Owner
Description
Pipeline that archives GTFS Realtime data (vehicle positions, trip updates, service
alerts) from California transit agencies. Downloads raw protobuf responses from agency
GTFS-RT endpoints and stores them in Google Cloud Storage (gs://calitp-gtfs-rt-raw-v2).
Warehouse layer: Raw / Bronze (lands data as-is) Lifecycle stage: Operate
Runs on Google Cloud Functions (Gen2 on Cloud Run), us-west2. A Cloud Scheduler job fires every minute, triggering a Google Workflow that dispatches 3 heartbeat events per minute at 20-second intervals. Each heartbeat reads the download configuration from GCS and enqueues fetch tasks via Pub/Sub. Worker Cloud Functions download each feed and save the raw response.
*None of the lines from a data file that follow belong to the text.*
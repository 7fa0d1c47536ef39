//! Ring buffer sink feeding an output stream

use dasp_graph::{Buffer, Input};
use rtrb::Producer;

use crate::node::{AudioNode, ProcessContext, BLOCK_SIZE};

/// A sink that pushes interleaved audio into an rtrb ring buffer.
///
/// Every output stream consumes from the other end of this buffer: the cpal
/// callback for a real device, or the caller for an offline stream.
pub struct RtrbSink {
    producer: Producer<f32>,
    channels: usize,
}

impl RtrbSink {
    /// Create a sink that writes interleaved samples to the given producer
    pub fn new(producer: Producer<f32>, channels: usize) -> Self {
        Self {
            producer,
            channels: channels.max(1),
        }
    }

    /// Create a sink for stereo audio
    pub fn stereo(producer: Producer<f32>) -> Self {
        Self::new(producer, 2)
    }
}

impl AudioNode for RtrbSink {
    type Message = (); // No control messages

    fn process(
        &mut self,
        _ctx: &ProcessContext,
        _messages: impl Iterator<Item = ()>,
        inputs: &[Input],
        _outputs: &mut [Buffer],
    ) {
        // An unconnected sink still writes silence so the stream never
        // underruns and block accounting stays exact.
        let buffers = inputs.first().map(|i| i.buffers()).unwrap_or(&[]);
        let samples_needed = BLOCK_SIZE * self.channels;

        // Skip rather than partially write
        if self.producer.slots() < samples_needed {
            return;
        }

        // Interleave channels
        for i in 0..BLOCK_SIZE {
            for ch in 0..self.channels {
                let sample = match buffers.len() {
                    0 => 0.0,
                    n => buffers[ch.min(n - 1)][i],
                };
                let _ = self.producer.push(sample);
            }
        }
    }

    #[inline]
    fn num_inputs(&self) -> usize { 1 }

    #[inline]
    fn num_outputs(&self) -> usize { 0 }
}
History: The current archiver — informally version 4 — runs on Google Cloud Run, adopted in the 2026 transition onto Caltrans-supported infrastructure. It replaced version 3, which ran on Kubernetes with a Redis-backed job queue; earlier versions ran inside the Airflow pipeline. (The “v4” label is informal — it is not named that in the repo.) The Cloud Run move consolidated monitoring into Google Cloud’s dashboards and simplified support handoff to ADSD. See Sources for the switchover justification and earlier design docs.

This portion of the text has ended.